The risk of disease severity among HCWs increased with age, with HCWs between 50 and 59 years having four times the risk of disease severity (aOR 4.3; 95% CI 3.4–5.4) and those older (≥60 years) with seven times the risk of disease severity (aOR 6.1; 95% CI 4.8–7.7) compared to HCWs in the younger age group (20–29 years) (Table 2). Male HCWs had a higher risk (aOR 1.5, 95% CI 1.4–1.7) of disease severity compared to female HCWs. Having the comorbidities hypertension (aOR 1.3; 95% CI 1.2–1.5), diabetes (aOR 1.3; 95% CI 1.2–1.5), and HIV (aOR 1.4; 95% CI 1.1–1.7) was significantly associated with increased risk of disease severity among HCWs. In the adjusted model, cardiac disease, asthma, TB (current/past), chronic kidney disease, and malignancy were not significantly associated with COVID-19 disease severity (Table 2). The risk of disease severity significantly increased among HCW admissions in Gauteng, Kwa-Zulu Natal, Mpumalanga, North West, Eastern Cape, Free State, and Limpopo provinces in South Africa compared to the Western Cape province (Table 2).

4. Discussion

This study is one of the largest studies in developing countries investigating 10,149 HCW admissions related to COVID-19 from 5 March 2020 to 31 December 2021. Although many countries in the WHO African region had seen a decline in COVID-19 cases for three consecutive months since May 2021, South Africa still ranked the highest [37]. Collectively, the country reported the highest number of COVID-19 cases in the region, with 3,559,230 cases (46.4%), followed by Ethiopia, with 457,322 (6.0%) cases [37]. The highest number of deaths in the region (93,364 deaths, 58.0% of all deaths) was also reported by South Africa [37]. With an increased number of HCW infections and an overwhelmed health system, determining the prevalence of risk factors among HCWs is critical to guide occupational health measures to protect frontline workers and stabilize the healthcare system’s human resources.
In this study, the risk of disease severity among HCWs increased with age, with HCWs in the older age group (≥60 years) having seven times the odds of disease severity compared to HCWs in the younger age group (20–29 years). The older age in most studies was associated with severe COVID-19 patients compared to COVID-19 in younger patients [29,30,32,40]. This poses a significant challenge, as it points to the loss of older HCWs who are more experienced and possess the much-needed skills to sustain the health system during a pandemic. Male HCWs were at an increased risk of severe disease compared to female HCWs. This is consistent with what has been reported from other studies [30,32,37]. Understanding the gender risk helps us to strategize resources, especially among male-dominated HCW teams. The risk of disease severity was significantly increased among HCW admissions in Gauteng, Kwa-Zulu Natal, Mpumalanga, and Limpopo provinces compared to the Western Cape. Incidentally, Gauteng and Kwa-Zulu Natal account for approximately 50% of the total number of confirmed COVID-19 cases, putting enormous strain on the healthcare system; this also accounts for a majority HCWs who are meant to care for the public requiring advanced medical care themselves.
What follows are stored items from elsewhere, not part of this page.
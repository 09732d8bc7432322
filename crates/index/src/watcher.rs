use std::collections::HashMap;
use std::path::PathBuf;
use std::sync::Arc;
use std::time::{Duration, Instant};

use anyhow::Result;
use notify::{Event, EventKind, RecursiveMode, Watcher};
use tokio::sync::{mpsc, Semaphore};

use crate::indexer::WorkspaceIndexer;

const BACKOFF_MIN: Duration = Duration::from_secs(1);
const BACKOFF_MAX: Duration = Duration::from_secs(60);
const DRAIN_TIMEOUT: Duration = Duration::from_secs(5);

/// Long-running watch daemon: initial full index, then incremental re-index
/// on filesystem change events, debounced per path. Falls back to periodic
/// rescans when the platform watcher cannot start.
pub async fn run(indexer: Arc<WorkspaceIndexer>, settings: warden_config::IndexerSettings) -> Result<()> {
    tokio::spawn(crate::health::serve(settings.health_port));

    initial_index(&indexer).await;

    let (tx, rx) = mpsc::unbounded_channel::<Event>();
    let watcher = notify::recommended_watcher(move |res: notify::Result<Event>| {
        if let Ok(event) = res {
            let _ = tx.send(event);
        }
    });

    match watcher {
        Ok(mut watcher) => {
            watcher.watch(indexer.root(), RecursiveMode::Recursive)?;
            tracing::info!(root = %indexer.root().display(), "Watching for changes");
            watch_loop(indexer, rx, &settings).await
        }
        Err(e) => {
            tracing::warn!(error = %e, "Filesystem watcher unavailable; using periodic rescan");
            rescan_loop(indexer, &settings).await
        }
    }
}

/// The initial index must eventually succeed before watching is useful;
/// retry with exponential backoff while the vector store is unreachable.
async fn initial_index(indexer: &WorkspaceIndexer) {
    let mut backoff = BACKOFF_MIN;
    loop {
        match indexer.build().await {
            Ok(stats) => {
                tracing::info!(
                    scanned = stats.scanned,
                    indexed = stats.indexed,
                    skipped = stats.skipped,
                    failed = stats.failed,
                    "Initial index complete"
                );
                return;
            }
            Err(e) => {
                tracing::warn!(error = %e, backoff_secs = backoff.as_secs(), "Initial index failed; retrying");
                tokio::time::sleep(backoff).await;
                backoff = (backoff * 2).min(BACKOFF_MAX);
            }
        }
    }
}

async fn watch_loop(
    indexer: Arc<WorkspaceIndexer>,
    mut rx: mpsc::UnboundedReceiver<Event>,
    settings: &warden_config::IndexerSettings,
) -> Result<()> {
    let debounce = Duration::from_millis(settings.debounce_ms);
    let workers = Arc::new(Semaphore::new(settings.workers.max(1)));
    let mut last_indexed: HashMap<PathBuf, Instant> = HashMap::new();

    loop {
        tokio::select! {
            _ = shutdown_signal() => {
                tracing::info!("Shutting down watcher");
                break;
            }
            event = rx.recv() => {
                let Some(event) = event else { break };
                if !matches!(event.kind, EventKind::Create(_) | EventKind::Modify(_)) {
                    continue;
                }
                for path in event.paths {
                    if !path.is_file() {
                        continue;
                    }
                    let now = Instant::now();
                    if let Some(last) = last_indexed.get(&path) {
                        if now.duration_since(*last) < debounce {
                            continue;
                        }
                    }
                    last_indexed.insert(path.clone(), now);

                    let permit = workers.clone().acquire_owned().await?;
                    let indexer = indexer.clone();
                    tokio::spawn(async move {
                        let _permit = permit;
                        if let Err(e) = indexer.update_file(&path).await {
                            tracing::warn!(file = %path.display(), error = %e, "Re-index failed");
                        }
                    });
                }
            }
        }
    }

    drain(workers, settings.workers.max(1)).await;
    Ok(())
}

async fn rescan_loop(
    indexer: Arc<WorkspaceIndexer>,
    settings: &warden_config::IndexerSettings,
) -> Result<()> {
    let interval = Duration::from_secs(settings.rescan_interval_secs.max(1));
    let mut backoff = BACKOFF_MIN;
    loop {
        tokio::select! {
            _ = shutdown_signal() => {
                tracing::info!("Shutting down rescanner");
                return Ok(());
            }
            _ = tokio::time::sleep(interval) => {
                match indexer.build().await {
                    Ok(stats) => {
                        backoff = BACKOFF_MIN;
                        if stats.indexed > 0 {
                            tracing::info!(indexed = stats.indexed, "Rescan updated index");
                        }
                    }
                    Err(e) => {
                        tracing::warn!(error = %e, "Rescan failed; backing off");
                        tokio::time::sleep(backoff).await;
                        backoff = (backoff * 2).min(BACKOFF_MAX);
                    }
                }
            }
        }
    }
}

/// Wait for in-flight upserts by reclaiming every worker permit, bounded.
async fn drain(workers: Arc<Semaphore>, count: usize) {
    let _ = tokio::time::timeout(DRAIN_TIMEOUT, async {
        let _ = workers.acquire_many(count as u32).await;
    })
    .await;
}

async fn shutdown_signal() {
    #[cfg(unix)]
    {
        use tokio::signal::unix::{signal, SignalKind};
        let mut term = match signal(SignalKind::terminate()) {
            Ok(s) => s,
            Err(_) => {
                let _ = tokio::signal::ctrl_c().await;
                return;
            }
        };
        tokio::select! {
            _ = tokio::signal::ctrl_c() => {}
            _ = term.recv() => {}
        }
    }
    #[cfg(not(unix))]
    {
        let _ = tokio::signal::ctrl_c().await;
    }
}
These findings are important, as most previous COVID-19 studies have not reported the prevalence of comorbidities as a risk of developing severity of COVID-19 disease among HCWs. However, these studies primarily focused on COVID-19 and risk factors among the general public [6,41,42,43]. Only one study by Gibson and Greene (2020) investigated the risk of severe COVID-19 among HCWs who directly work with patients; the authors found that a quarter of the HCWs were deemed at higher risk of COVID-19 due to their multiple high-risk comorbidities. One of the noted comorbidities within the study was chronic lung disease/asthma attack in the past year [44]. However, the study by Gibson and Greene (2020) was not based on data acquired during the pandemic but on retrospective data regarding comorbidities among HCWs [44]. It does, however, highlight the importance of identifying vulnerable work populations. It is evident that HCW risk of occupational exposure to SARS-CoV-2 may vary from very high to high, medium, or low risk depending on the work activities they perform. In terms of the COVID-19 Direction on Health and Safety in the Workplace issued by the South African Ministry of Employment and Labour, employers must ensure that preventive measures are consistent with the overall national strategies and policies to minimize the spread of COVID-19 in the workplace [45]. The latter includes identifying vulnerable employees, that is, those with known or disclosed health issues or comorbidities or any other condition that may place the employee at a higher risk of complications or death than other employees if infected with COVID-19, or those above the age of 60 years, who are at a higher risk of complications or death if infected.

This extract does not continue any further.